British rigid airship

The R.80 was a British rigid airship, first flown on 19 July 1920, and was the first fully streamlined airship to be built in Britain. Originally a military project for the British Admiralty, it was completed for commercial passenger-carrying. R.80 proved too small for this role and after being used briefly to train the United States Navy personnel who were to crew the ZR-2 airship, R.80 was retired and eventually scrapped in 1925.

==Development==
Construction was begun by Vickers in their airship shed at Walney Island, Barrow-in-Furness, in November 1917 to a design by Barnes Wallis and H. B. Pratt. Vickers had originally contracted to build R.37, but due to a lack of vacant sheds and a war-time steel shortage preventing construction of a new larger one, the smaller shed at Walney was used instead. This had been used to build R.27 and R.29, and the size of the R.80 was limited by the small size of the shed.

Work progressed slowly due to labour shortages, and with the end of the First World War, the future of military airships was reviewed. The Air Ministry stopped the work in the summer of 1919 as it was considered that the ship was no longer of military or commercial value. Vickers continued to fit out the ship with commercial objectives in mind but the scheme fell through. Co-designer H. B. Pratt completed a report envisaging an intercity European flight route, similar to that being run by the Zeppelin company:
"The route chosen to Rome is 1,000 land miles which is within the endurance of the ship. It is expected that the ship will fly at a maximum height of 2,000 ft. The route will carry the ship over south England, then over the English Channel to Paris on a direct route. The ship will then deliver mail and passengers, and then pass down in a continued south easterly direction towards Lyon. Passing over Lyon, the ship will turn south through the Rhone Valley and the continue to Nice. At Nice on the French Coast, the ship will turn easterly and skirt the coast and head towards Rome over the sea. The return course will be via the same route."

==Operational history==
The outer cover was completed in April 1920 and by June the ship was finished. On 19 July, R.80 emerged from its shed for its first flight. Unfortunately it was damaged on the trial flight as it had not been properly ballasted and the lifting gas heated causing the ship to rise too fast. The result was extensive buckling of the framework. The ship was returned to its shed to be repaired, which took until January 1921. After further test flights the airship flew to the airship station at Howden, East Yorkshire in February where it was used for training the United States personnel who would crew the R.38 (ZR-2). The US Navy made four flights in the ship totalling some 8 hours 45 minutes between 26 March 1921 and 1 June 1921.

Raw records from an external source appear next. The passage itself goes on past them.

//! Timer-driven frame sampling and JPEG compression
//!
//! The encoder samples a [`CaptureSurface`] at a fixed interval derived from
//! the configured frame rate, scales each sample to the configured size and
//! compresses it to JPEG at the configured quality. A fixed-interval timer
//! (rather than frame-synced sampling) keeps outbound bandwidth predictable
//! regardless of the camera's native rate.

use crate::capture::CaptureSurface;
use crate::config::StreamConfig;
use crate::protocol::EncodedFrame;
use bytes::Bytes;
use image::codecs::jpeg::JpegEncoder;
use image::imageops::FilterType;
use parking_lot::RwLock;
use std::sync::atomic::{AtomicBool, AtomicU64, Ordering};
use std::sync::Arc;
use std::time::{SystemTime, UNIX_EPOCH};
use tokio::sync::mpsc;
use tokio::task::JoinHandle;
use tracing::{debug, info, warn};

/// Bounded frame queue depth; a full queue drops the newest frame rather
/// than building up latency.
const FRAME_CHANNEL_DEPTH: usize = 8;

/// Encoder statistics snapshot.
#[derive(Debug, Clone, Default)]
pub struct EncoderStats {
    pub frames_encoded: u64,
    pub ticks_skipped: u64,
    pub frames_dropped: u64,
}

/// Cancellation handle for a running encoder.
///
/// Cloneable so both the controller and the transport's close path can stop
/// sampling; `stop` is idempotent and no tick runs after it returns.
#[derive(Clone)]
pub struct EncoderHandle {
    running: Arc<AtomicBool>,
    task: Arc<parking_lot::Mutex<Option<JoinHandle<()>>>>,
    frames_encoded: Arc<AtomicU64>,
    ticks_skipped: Arc<AtomicU64>,
    frames_dropped: Arc<AtomicU64>,
}

impl EncoderHandle {
    /// Halts sampling immediately. Safe to call any number of times.
    pub fn stop(&self) {
        if self.running.swap(false, Ordering::AcqRel) {
            debug!("Stopping frame encoder");
        }
        if let Some(task) = self.task.lock().take() {
            task.abort();
        }
    }

    pub fn is_running(&self) -> bool {
        self.running.load(Ordering::Acquire)
    }

    pub fn stats(&self) -> EncoderStats {
        EncoderStats {
            frames_encoded: self.frames_encoded.load(Ordering::Relaxed),
            ticks_skipped: self.ticks_skipped.load(Ordering::Relaxed),
            frames_dropped: self.frames_dropped.load(Ordering::Relaxed),
        }
    }
}

/// Timer-driven sampler over a live capture surface.
pub struct FrameEncoder;

impl FrameEncoder {
    /// Begins sampling `surface` at the interval given by the shared config's
    /// frame rate. Size and quality are re-read from the config cell on every
    /// tick, so they apply live; rate changes require a restart.
    ///
    /// Each tick either emits one [`EncodedFrame`] into the returned channel
    /// or skips silently (surface not ready, or queue full). Never blocks.
    pub fn start(
        surface: Arc<dyn CaptureSurface>,
        config: Arc<RwLock<StreamConfig>>,
    ) -> (EncoderHandle, mpsc::Receiver<EncodedFrame>) {
        let interval = config.read().frame_interval();

        info!(
            interval_ms = interval.as_millis() as u64,
            "Starting frame encoder"
        );

        let (frame_tx, frame_rx) = mpsc::channel(FRAME_CHANNEL_DEPTH);

        let running = Arc::new(AtomicBool::new(true));
        let frames_encoded = Arc::new(AtomicU64::new(0));
        let ticks_skipped = Arc::new(AtomicU64::new(0));
        let frames_dropped = Arc::new(AtomicU64::new(0));

        let handle = EncoderHandle {
            running: Arc::clone(&running),
            task: Arc::new(parking_lot::Mutex::new(None)),
            frames_encoded: Arc::clone(&frames_encoded),
            ticks_skipped: Arc::clone(&ticks_skipped),
            frames_dropped: Arc::clone(&frames_dropped),
        };

        let task = tokio::spawn(async move {
            // First tick one full period after start, matching a plain
            // repeating timer.
            let mut ticker =
                tokio::time::interval_at(tokio::time::Instant::now() + interval, interval);
            ticker.set_missed_tick_behavior(tokio::time::MissedTickBehavior::Skip);

            loop {
                ticker.tick().await;

                if !running.load(Ordering::Acquire) {
                    break;
                }

                let (width, height, quality) = {
                    let cfg = config.read();
                    (cfg.width, cfg.height, cfg.jpeg_quality())
                };

                // Surface not ready yet: skip the tick, no payload, no error
                let frame = match surface.dimensions().and_then(|_| surface.frame()) {
                    Some(frame) => frame,
                    None => {
                        ticks_skipped.fetch_add(1, Ordering::Relaxed);
                        continue;
                    }
                };

                match encode_jpeg(&frame, width, height, quality) {
                    Ok(image) => {
                        let encoded = EncodedFrame {
                            image,
                            captured_at_ms: epoch_ms(),
                        };
                        match frame_tx.try_send(encoded) {
                            Ok(()) => {
                                frames_encoded.fetch_add(1, Ordering::Relaxed);
                            }
                            Err(_) => {
                                frames_dropped.fetch_add(1, Ordering::Relaxed);
                            }
                        }
                    }
                    Err(e) => {
                        warn!(error = %e, "Failed to encode frame, skipping tick");
                        ticks_skipped.fetch_add(1, Ordering::Relaxed);
                    }
                }
            }
        });

        *handle.task.lock() = Some(task);
        (handle, frame_rx)
    }
}

fn encode_jpeg(
    frame: &image::RgbImage,
    width: u32,
    height: u32,
    quality: u8,
) -> Result<Bytes, image::ImageError> {
    let scaled = if frame.dimensions() == (width, height) {
        std::borrow::Cow::Borrowed(frame)
    } else {
        std::borrow::Cow::Owned(image::imageops::resize(
            frame,
            width,
            height,
            FilterType::Triangle,
        ))
    };

    let mut buf = Vec::new();
    let encoder = JpegEncoder::new_with_quality(&mut buf, quality);
    scaled.write_with_encoder(encoder)?;
    Ok(Bytes::from(buf))
}

fn epoch_ms() -> u64 {
    SystemTime::now()
        .duration_since(UNIX_EPOCH)
        .map(|d| d.as_millis() as u64)
        .unwrap_or(0)
}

After these flights R.80 was flown to RNAS Pulham, Norfolk. There the airframe was used for stress analysis and destructive testing before being dismantled in 1925. In total, this relatively small but well-designed craft flew for only 73 hours.

Although the trials had been successful it was too small for its intended use. Many lessons were learnt, and incorporated in the design for the R100. One of the lasting innovations introduced by Barnes Wallis during construction was the first use ever of colour-coded wiring for the electrical systems of an aircraft.

==Specifications==

Construction sheet of R80.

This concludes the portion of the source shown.